Monday, 1 March 2010
January availability report
We started 2010 with a number of issues affecting our two main Tier1 services: Computing and Storage. They were not that bad to make us failing the availability/reliability target (we still scored 98%) but sure there are lessons to learn.
The first issue affected ATLAS and it showed up on Jan 2nd in the evening, when the ATLASMCDISK token completely filled up: no free space! This is a disk-only token, so the experiment should manage it. ATLAS acknowledged it had had some issue with its data distribution during Christmas. Apparently they were sending to this disk-only token some data that should have gone to tape.

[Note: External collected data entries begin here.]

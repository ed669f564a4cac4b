//! PDF text and table extraction into the store.

use std::path::Path;

use serde::Serialize;

use crate::config::ExtractionSettings;
use crate::db::Database;
use crate::error::Result;
use crate::ingest::chunker::{chunk_text, determine_chunk_size};
use crate::ingest::normalize::clean_page_text;
use crate::ingest::layout::PdfLayout;
use crate::ingest::pdf::{page_batches, PageSource, PdfDocument};
use crate::ingest::tables::{table_batches, write_side_files, TableDetector};

/// Result of extracting the text of one document.
#[derive(Debug, Clone, Default, Serialize)]
pub struct ExtractionSummary {
    pub file_name: String,
    pub pages: usize,
    pub batches: usize,
    pub chunks: usize,
    /// Maximum characters per chunk, derived from the file size.
    pub chunk_size: usize,
}

/// Result of extracting the tables of one document.
#[derive(Debug, Clone, Default, Serialize)]
pub struct TableSummary {
    pub file_name: String,
    pub batches: usize,
    pub tables: usize,
    /// Side files written, if enabled.
    #[serde(skip_serializing_if = "Vec::is_empty")]
    pub side_files: Vec<String>,
}

/// Extract the text of a PDF page by page and store it as chunks under its path.
pub fn extract_pdf_content_and_store(
    db: &mut Database,
    settings: &ExtractionSettings,
    path: &Path,
) -> Result<ExtractionSummary> {
    let size = std::fs::metadata(path)?.len();
    let doc = PdfDocument::open(path)?;
    tracing::info!(
        "extracting {} ({} pages, {size} bytes)",
        doc.path(),
        doc.page_count()
    );
    store_pages(db, settings, doc.path(), &doc, determine_chunk_size(size))
}

/// Store the pages of `source` as chunks of `file_name`.
///
/// Every page is cleaned and chunked on its own, so a page never shares a
/// chunk with its neighbours. Pages that are empty after cleaning store
/// nothing. Each page batch is written in one transaction.
pub fn store_pages<S: PageSource + ?Sized>(
    db: &mut Database,
    settings: &ExtractionSettings,
    file_name: &str,
    source: &S,
    chunk_size: usize,
) -> Result<ExtractionSummary> {
    let mut summary = ExtractionSummary {
        file_name: file_name.to_string(),
        chunk_size,
        ..Default::default()
    };

    for batch in page_batches(source, settings.page_batch_size) {
        let batch = batch?;
        let chunks: Vec<String> = batch
            .pages
            .iter()
            .map(|page| clean_page_text(page, settings.stitch_fragments, settings.dedupe_chars))
            .filter(|text| !text.trim().is_empty())
            .flat_map(|text| chunk_text(&text, chunk_size))
            .collect();
        tracing::debug!(
            "pages {}-{} of {file_name}: {} chunks",
            batch.first_page,
            batch.last_page(),
            chunks.len()
        );
        summary.chunks += db.store_file_with_chunks(file_name, &chunks)?;
        summary.pages += batch.pages.len();
        summary.batches += 1;
    }

    tracing::info!(
        "stored {} chunks from {} pages of {file_name}",
        summary.chunks,
        summary.pages
    );
    Ok(summary)
}

/// Detect the tables of a PDF and store them under its path.
///
/// Cells are found from glyph positions, not from the plain text. When `side_file_dir` is set, every table is also written there as a TSV file.
pub fn extract_pdf_tables_and_store(
    db: &mut Database,
    settings: &ExtractionSettings,
    side_file_dir: Option<&Path>,
    path: &Path,
) -> Result<TableSummary> {
    let doc = PdfLayout::open(path)?;
    tracing::info!("extracting tables from {} ({} pages)", doc.path(), doc.page_count());
    store_page_tables(db, settings, side_file_dir, doc.path(), &doc)
}

/// Store the tables found in `source` as tables of `file_name`, one batch at a time.
pub fn store_page_tables<S: PageSource + ?Sized>(
    db: &mut Database,
    settings: &ExtractionSettings,
    side_file_dir: Option<&Path>,
    file_name: &str,
    source: &S,
) -> Result<TableSummary> {
    let detector = TableDetector::new()?;
    let mut summary = TableSummary {
        file_name: file_name.to_string(),
        ..Default::default()
    };

    for batch in table_batches(source, settings.page_batch_size, &detector) {
        let batch = batch?;
        tracing::debug!(
            "table batch {} (pages {}-{}): {} tables",
            batch.index,
            batch.first_page,
            batch.last_page,
            batch.tables.len()
        );
        if let Some(dir) = side_file_dir {
            for path in write_side_files(dir, &batch)? {
                summary.side_files.push(path.to_string_lossy().into_owned());
            }
        }
        summary.tables += db.store_extracted_tables(file_name, &batch.tables)?;
        summary.batches += 1;
    }

    tracing::info!(
        "stored {} tables in {} batches for {file_name}",
        summary.tables,
        summary.batches
    );
    Ok(summary)
}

Anyway, it was still quite impressive to see how ATLAS was storing 80 TB of data in just about 3 days. Quite busy Christmas days!
The second issue appeared on the 25th Jan and was more worrisome. The symptom was an overload of the dCache SRM service. After some investigation, the cause was traced to be the hammering of the PNFS carried out simultaneously by some MAGIC inefficient jobs plus also inefficient ATLAS bulk deletions. This issue puzzle our storage experts for 2 or 3 days. I hope we have now the monitoring in place that helps us next time we see something similar. One might try and patch the PNFS, but I believe that we can suffer from its non-scalability until we migrate to Chimera.
The last issue of the month affected the Computing Service and sadly had a quite usual cause: a badly configured WN acting as blackhole. This time it was apparently a corrupted /dev/null in this box (never quite understood how it appeared). We made our blackhole detection tools stronger after this incident, so that it will not happen again.